Se non muta il principio statuito ogni annuncio sulle ridotte condizionalità varrà, sotto il profilo giuridico, quanto una chiacchiera scambiata al bar. I “dem” invece la fanno facile. La raccontano come se ricevere soldi dal Mes sia come andare in campagna a riempire un cappello di ciliegie. In verità, non sono i soli a pensarla in tal modo. Anche Matteo Renzi la racconta così: sarebbe da fessi non andare a prendere il danaro che un pazzo getta dalla finestra. Verosimilmente, entrambe le forze di maggioranza hanno interesse a restare in linea con le decisioni prese a Bruxelles, che è poi il loro modo sfacciatamente servile d’intendere il ruolo dell’Italia nel contesto europeo. I grillini non ci stanno, anche perché l’opposizione al Mes è stato uno dei loro cavalli di battaglia. È pur vero che per restare a galla hanno svenduto l’armamentario ideologico originario, ma a tutto c’è un limite. Il problema che il premier Conte ha tra le mani non è se accedere o meno al Fondo salva-Stati nella versione light accordata da Bruxelles, ma quale posizione assumere, a nome del Governo italiano, in seno al prossimo Consiglio europeo. Sarà la linea dura pro-Eurobond chiesta dai Cinque Stelle o prevarrà la filosofia “dem” del prendi i soldi e scappa? La domanda non è peregrina perché Conte sa bene, come lo sa il Pd, che la propaganda sui danari facili del Mes è un fuoco di paglia appiccato allo scopo di distrarre l’attenzione dell’opinione pubblica dalla gravità della situazione finanziaria del Paese. Gli aiuti promessi attraverso lo strumento del Fondo salva-Stati non sono compatibili con la specificità italiana. Non perché lo dica l’opposizione. C’è da scommettere che sarà lo stesso ministero dell’Economia e delle Finanze a volerne fare a meno. Perché? A prescindere dal timore dell’applicazione delle condizionalità che ci porterebbero in casa la famigerata Troika, come accadde sciaguratamente alla Grecia, il problema della non praticabilità dello strumento si risolve a monte.

Ciò che si trascura di evidenziare è il macigno inserito nelle considerazioni in premessa del Trattato istitutivo del Mes. Al paragrafo 13 è previsto che: “I prestiti del Mes fruiranno dello status di creditore privilegiato in modo analogo a quelli del Fmi”. Capirete bene che una condizione del genere l’Italia, che è fortemente esposta sui mercati finanziari con titoli del proprio debito sovrano, non se la può permettere. Sarà la Direzione del Tesoro a frenare il suo ministro.
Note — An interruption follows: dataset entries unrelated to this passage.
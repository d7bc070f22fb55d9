//! # Validation Module
//!
//! Input validation for Stockroom.
//!
//! ## Validation Strategy
//! ```text
//! ┌─────────────────────────────────────────────────────────────────────────┐
//! │                      Validation Layers                                  │
//! │                                                                         │
//! │  Layer 1: Prompt (CLI)                                                 │
//! │  └── Re-asks until the input parses as an integer / decimal            │
//! │           │                                                             │
//! │           ▼                                                             │
//! │  Layer 2: THIS MODULE                                                  │
//! │  └── Business rules (required names, positive quantities, ...)         │
//! │           │                                                             │
//! │           ▼                                                             │
//! │  Layer 3: Repository (stockroom-db)                                    │
//! │  └── Reference checks (supplier exists, product exists, stock level)   │
//! │           │                                                             │
//! │           ▼                                                             │
//! │  Layer 4: Database (SQLite)                                            │
//! │  └── NOT NULL / CHECK / FOREIGN KEY constraints                        │
//! └─────────────────────────────────────────────────────────────────────────┘
//! ```
//!
//! ## Usage
//! ```rust
//! use stockroom_core::validation::{validate_stock_quantity, validate_threshold};
//!
//! assert!(validate_stock_quantity(5).is_ok());
//! assert!(validate_stock_quantity(0).is_err());
//! assert!(validate_threshold(0).is_ok());
//! ```

use crate::error::ValidationError;
use crate::money::Money;
use crate::types::{NewProduct, NewSupplier};
use crate::MAX_NAME_LENGTH;

/// Result type for validation operations.
pub type ValidationResult<T> = Result<T, ValidationError>;

// =============================================================================
// String Validators
// =============================================================================

/// Validates a required name and returns it trimmed.
///
/// ## Example
/// ```rust
/// use stockroom_core::validation::validate_name;
///
/// assert_eq!(validate_name("name", "  Acme  ").unwrap(), "Acme");
/// assert!(validate_name("name", "   ").is_err());
/// ```
pub fn validate_name(field: &str, value: &str) -> ValidationResult<String> {
    let value = value.trim();

    if value.is_empty() {
        return Err(ValidationError::Required {
            field: field.to_string(),
        });
    }

    if value.chars().count() > MAX_NAME_LENGTH {
        return Err(ValidationError::TooLong {
            field: field.to_string(),
            max: MAX_NAME_LENGTH,
        });
    }

    Ok(value.to_string())
}

/// Trims an optional text field; blank input becomes `None`.
pub fn normalize_optional(value: Option<&str>) -> Option<String> {
    value
        .map(str::trim)
        .filter(|v| !v.is_empty())
        .map(str::to_string)
}

// =============================================================================
// Numeric Validators
// =============================================================================

/// Validates the quantity of a stock-in or stock-out.
///
/// ## Rules
/// - Must be positive (> 0)
pub fn validate_stock_quantity(qty: i64) -> ValidationResult<()> {
    if qty <= 0 {
        return Err(ValidationError::MustBePositive {
            field: "quantity".to_string(),
        });
    }

    Ok(())
}

/// Validates the initial quantity of a new product.
///
/// ## Rules
/// - Must be zero or greater
pub fn validate_initial_quantity(qty: i64) -> ValidationResult<()> {
    if qty < 0 {
        return Err(ValidationError::Negative {
            field: "quantity".to_string(),
        });
    }

    Ok(())
}

/// Validates a unit price.
///
/// ## Rules
/// - Must be non-negative (>= 0)
/// - Zero is allowed (free items)
///
/// ## Example
/// ```rust
/// use stockroom_core::money::Money;
/// use stockroom_core::validation::validate_price;
///
/// assert!(validate_price(Money::from_cents(1099)).is_ok());
/// assert!(validate_price(Money::from_cents(0)).is_ok());
/// assert!(validate_price(Money::from_cents(-100)).is_err());
/// ```
pub fn validate_price(price: Money) -> ValidationResult<()> {
    if price.is_negative() {
        return Err(ValidationError::Negative {
            field: "price".to_string(),
        });
    }

    Ok(())
}

/// Validates a low-stock threshold.
pub fn validate_threshold(threshold: i64) -> ValidationResult<()> {
    if threshold < 0 {
        return Err(ValidationError::Negative {
            field: "threshold".to_string(),
        });
    }

    Ok(())
}

/// Adds `qty` to `current`, failing instead of overflowing.
pub fn checked_stock_increase(current: i64, qty: i64) -> ValidationResult<i64> {
    current
        .checked_add(qty)
        .ok_or(ValidationError::OutOfRange {
            field: "quantity".to_string(),
            min: 0,
            max: i64::MAX,
        })
}

// =============================================================================
// Entity Validators
// =============================================================================

/// Validates a new supplier and returns it normalized (trimmed, blank contact dropped).
pub fn validate_new_supplier(supplier: &NewSupplier) -> ValidationResult<NewSupplier> {
    Ok(NewSupplier {
        name: validate_name("name", &supplier.name)?,
        contact: normalize_optional(supplier.contact.as_deref()),
    })
}

/// Validates a new product and returns it normalized.
///
/// The supplier reference is only checked for existence by the repository.
pub fn validate_new_product(product: &NewProduct) -> ValidationResult<NewProduct> {
    let name = validate_name("name", &product.name)?;
    validate_initial_quantity(product.quantity)?;
    validate_price(product.price)?;

    Ok(NewProduct {
        name,
        category: normalize_optional(product.category.as_deref()),
        quantity: product.quantity,
        price: product.price,
        supplier_id: product.supplier_id,
    })
}

// =============================================================================
// Unit Tests
// =============================================================================

#[cfg(test)]
mod tests {
    use super::*;

    #[test]
    fn test_validate_name() {
        assert_eq!(validate_name("name", "Widget").unwrap(), "Widget");
        assert_eq!(validate_name("name", "  Widget ").unwrap(), "Widget");
        assert!(validate_name("name", "").is_err());
        assert!(validate_name("name", "   ").is_err());
        assert!(validate_name("name", &"A".repeat(MAX_NAME_LENGTH)).is_ok());
        assert!(matches!(
            validate_name("name", &"A".repeat(MAX_NAME_LENGTH + 1)),
            Err(ValidationError::TooLong { .. })
        ));
    }

    #[test]
    fn test_normalize_optional() {
        assert_eq!(normalize_optional(None), None);
        assert_eq!(normalize_optional(Some("")), None);
        assert_eq!(normalize_optional(Some("  ")), None);
        assert_eq!(normalize_optional(Some(" x ")), Some("x".to_string()));
    }

    #[test]
    fn test_validate_stock_quantity() {
        assert!(validate_stock_quantity(1).is_ok());
        assert!(validate_stock_quantity(1_000_000).is_ok());
        assert!(validate_stock_quantity(0).is_err());
        assert!(validate_stock_quantity(-1).is_err());
    }

    #[test]
    fn test_validate_initial_quantity() {
        assert!(validate_initial_quantity(0).is_ok());
        assert!(validate_initial_quantity(10).is_ok());
        assert!(validate_initial_quantity(-1).is_err());
    }

    #[test]
    fn test_validate_threshold() {
        assert!(validate_threshold(0).is_ok());
        assert!(validate_threshold(5).is_ok());
        assert!(validate_threshold(-1).is_err());
    }

    #[test]
    fn test_checked_stock_increase() {
        assert_eq!(checked_stock_increase(10, 5).unwrap(), 15);
        assert!(checked_stock_increase(i64::MAX, 1).is_err());
    }

    #[test]
    fn test_validate_new_supplier_normalizes() {
        let supplier = NewSupplier::new("  Acme ").with_contact("   ");
        let valid = validate_new_supplier(&supplier).unwrap();
        assert_eq!(valid.name, "Acme");
        assert_eq!(valid.contact, None);

        assert!(validate_new_supplier(&NewSupplier::new("")).is_err());
    }

    #[test]
    fn test_validate_new_product() {
        let product = NewProduct::new(" Bolt ", 0, Money::from_cents(0)).with_category("");
        let valid = validate_new_product(&product).unwrap();
        assert_eq!(valid.name, "Bolt");
        assert_eq!(valid.category, None);

        let negative_qty = NewProduct::new("Bolt", -1, Money::from_cents(10));
        assert!(validate_new_product(&negative_qty).is_err());

        let negative_price = NewProduct::new("Bolt", 1, Money::from_cents(-10));
        assert!(validate_new_product(&negative_price).is_err());
    }
}
// =============================================================================
// Unit Tests
// =============================================================================

#[cfg(test)]
mod tests {
    use super::*;
    use std::io::Cursor;

    use stockroom_core::Money;

    /// Runs a whole session with `script` as stdin and returns stdout.
    async fn session(db: &Database, script: &str) -> String {
        let mut menu = Menu::new(db, Cursor::new(script.to_string()), Vec::new());
        menu.run().await.unwrap();
        String::from_utf8(menu.into_output()).unwrap()
    }

    async fn widget(db: &Database, quantity: i64) -> i64 {
        db.products()
            .insert(&NewProduct::new("Widget", quantity, Money::from_cents(250)))
            .await
            .unwrap()
            .id
    }

    #[test]
    fn parse_choices() {
        assert_eq!(MenuChoice::parse("1"), Some(MenuChoice::AddSupplier));
        assert_eq!(MenuChoice::parse(" 9 "), Some(MenuChoice::Exit));
        assert_eq!(MenuChoice::parse("0"), None);
        assert_eq!(MenuChoice::parse("10"), None);
        assert_eq!(MenuChoice::parse("exit"), None);
    }

    #[tokio::test]
    async fn exit_and_end_of_input() {
        let db = Database::in_memory().await.unwrap();

        let out = session(&db, "9\n").await;
        assert!(out.starts_with(BANNER));
        assert!(out.ends_with("Goodbye!\n"));

        let out = session(&db, "").await;
        assert!(out.ends_with("Goodbye!\n"));
    }

    #[tokio::test]
    async fn invalid_choice_returns_to_menu() {
        let db = Database::in_memory().await.unwrap();
        let out = session(&db, "42\nabc\n9\n").await;
        assert_eq!(out.matches("Invalid choice").count(), 2);
        assert_eq!(out.matches("Enter choice: ").count(), 3);
    }

    #[tokio::test]
    async fn add_and_view_supplier() {
        let db = Database::in_memory().await.unwrap();
        let out = session(&db, "1\nAcme\nacme@example.com\n2\n9\n").await;

        assert!(out.contains("✓ Supplier 'Acme' added with ID 1."));
        assert!(out.contains("ID: 1 | Name: Acme | Contact: acme@example.com"));
        assert_eq!(db.suppliers().count().await.unwrap(), 1);
    }

    #[tokio::test]
    async fn empty_supplier_name_is_reported() {
        let db = Database::in_memory().await.unwrap();
        let out = session(&db, "1\n\n9\n").await;

        assert!(out.contains("⚠ name is required"));
        assert_eq!(db.suppliers().count().await.unwrap(), 0);
    }

    #[tokio::test]
    async fn add_product_with_retries_and_supplier() {
        let db = Database::in_memory().await.unwrap();
        db.suppliers().insert(&NewSupplier::new("Acme")).await.unwrap();

        // quantity "ten" and price "x" are retried in place
        let out = session(&db, "3\nWidget\nParts\nten\n10\nx\n12.50\n1\n4\n9\n").await;

        assert!(out.contains("Please enter a valid integer"));
        assert!(out.contains("✓ Product 'Widget' added with ID 1."));
        assert!(out.contains(
            "ID: 1 | Name: Widget | Category: Parts | Qty: 10 | Price: 12.50 | Supplier: Acme (ID: 1)"
        ));
    }

    #[tokio::test]
    async fn add_product_with_unknown_supplier_is_rejected() {
        let db = Database::in_memory().await.unwrap();
        let out = session(&db, "3\nWidget\n\n5\n1.00\n99\n9\n").await;

        assert!(out.contains("⚠ Supplier 99 does not exist"));
        assert_eq!(db.products().count().await.unwrap(), 0);
    }

    #[tokio::test]
    async fn price_with_extra_decimals_is_rounded() {
        let db = Database::in_memory().await.unwrap();
        let out = session(&db, "3\nWasher\n\n100\n0.125\n\n4\n9\n").await;

        assert!(!out.contains("expected a number"));
        assert!(out.contains("ID: 1 | Name: Washer | Category: - | Qty: 100 | Price: 0.13"));
    }

    #[tokio::test]
    async fn negative_initial_quantity_stops_before_price() {
        let db = Database::in_memory().await.unwrap();
        let out = session(&db, "3\nWidget\n\n-1\n9\n").await;

        assert!(out.contains("⚠ quantity must be 0 or greater"));
        assert!(!out.contains("Price per unit: "));
        assert_eq!(db.products().count().await.unwrap(), 0);
    }

    #[tokio::test]
    async fn stock_in_and_out() {
        let db = Database::in_memory().await.unwrap();
        let id = widget(&db, 10).await;

        let script = format!("5\n{id}\n5\n6\n{id}\n20\n6\n{id}\n4\n9\n");
        let out = session(&db, &script).await;

        assert!(out.contains("✓ +5 added to 'Widget' (ID: 1). Now 15 on hand."));
        assert!(out.contains("⚠ Not enough stock for product 1: available 15, requested 20"));
        assert!(out.contains("✓ -4 removed from 'Widget' (ID: 1). Now 11 on hand."));

        let product = db.products().get_by_id(id).await.unwrap().unwrap();
        assert_eq!(product.quantity, 11);
        assert_eq!(db.reports().transactions().await.unwrap().len(), 2);
    }

    #[tokio::test]
    async fn stock_in_unknown_product_skips_quantity() {
        let db = Database::in_memory().await.unwrap();
        let out = session(&db, "5\n7\n9\n").await;

        assert!(out.contains("⚠ Product not found: 7"));
        assert!(!out.contains("Quantity to add: "));
    }

    #[tokio::test]
    async fn stock_in_rejects_non_positive_quantity() {
        let db = Database::in_memory().await.unwrap();
        let id = widget(&db, 10).await;

        let out = session(&db, &format!("5\n{id}\n0\n9\n")).await;
        assert!(out.contains("⚠ quantity must be a positive integer"));
        assert!(db.reports().transactions().await.unwrap().is_empty());
    }

    #[tokio::test]
    async fn reports() {
        let db = Database::in_memory().await.unwrap();
        let id = widget(&db, 3).await;
        db.ledger().stock_in(id, 2).await.unwrap();

        let out = session(&db, "7\n5\n7\n4\n8\n9\n").await;

        assert!(out.contains("Low stock (quantity <= 5):\nID: 1 | Name: Widget | Qty: 5"));
        assert!(out.contains("No products with quantity <= 4."));
        assert!(out.contains("Product: Widget | Type: IN | Qty: 2"));
    }

    #[tokio::test]
    async fn storage_failure_is_reported_and_menu_continues() {
        let db = Database::in_memory().await.unwrap();
        let id = widget(&db, 10).await;

        sqlx::query(
            "CREATE TRIGGER fail_insert BEFORE INSERT ON stock_transactions \
             BEGIN SELECT RAISE(ABORT, 'disk on fire'); END",
        )
        .execute(db.pool())
        .await
        .unwrap();

        let out = session(&db, &format!("5\n{id}\n5\n4\n9\n")).await;

        assert!(out.contains("⚠ Database operation failed: Query failed: disk on fire"));
        // back at the menu, and the product list still shows the old level
        assert_eq!(out.matches("Enter choice: ").count(), 3);
        assert!(out.contains("Qty: 10"));
        assert!(!out.contains("Now 15 on hand"));
        assert!(out.ends_with("Goodbye!\n"));

        let product = db.products().get_by_id(id).await.unwrap().unwrap();
        assert_eq!(product.quantity, 10);
    }

    #[tokio::test]
    async fn end_of_input_mid_action_exits_cleanly() {
        let db = Database::in_memory().await.unwrap();
        let out = session(&db, "3\nWidget\n").await;

        assert!(out.ends_with("Goodbye!\n"));
        assert_eq!(db.products().count().await.unwrap(), 0);
    }
}
//! Column helpers for word motions.
//!
//! These operate on a single row's text and know nothing about the cursor or
//! neighbouring rows; stepping across rows is the cursor's job. A "word
//! boundary" here is simply a space character.

/// Column after the next space at or after `column`, or the row end when
/// there is none.
pub fn next_word_column(row: &str, column: usize) -> usize {
    row.chars()
        .skip(column)
        .position(|c| c == ' ')
        .map_or_else(|| row.chars().count(), |p| column + p + 1)
}

/// Column after the last space strictly before `column - 1`, or 0 when there
/// is none. Skipping the unit just before the cursor lets repeated presses
/// walk back word by word instead of sticking at a word start.
pub fn prev_word_column(row: &str, column: usize) -> usize {
    let limit = column.saturating_sub(1);
    row.chars()
        .take(limit)
        .enumerate()
        .filter(|(_, c)| *c == ' ')
        .last()
        .map_or(0, |(i, _)| i + 1)
}

/// Markdown heading level of a row: the number (1..=6) of leading `#`
/// characters followed by a space or the end of the row.
pub fn heading_level(row: &str) -> Option<u8> {
    let hashes = row.chars().take_while(|c| *c == '#').count();
    if hashes == 0 || hashes > 6 {
        return None;
    }
    match row.chars().nth(hashes) {
        None | Some(' ') => Some(hashes as u8),
        Some(_) => None,
    }
}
Se l’Italia contraesse debiti gravati di un privilegio a beneficio di un creditore, chi comprerebbe più i nostri Titoli di Stato messi sul mercato? La polemica sul Mes serve a prendere la temperatura ai rapporti tra alleati di Governo. Che poi, se dovesse risultare fuori controllo, non guasterebbe metterli tutti in quarantena. Per il bene del Paese.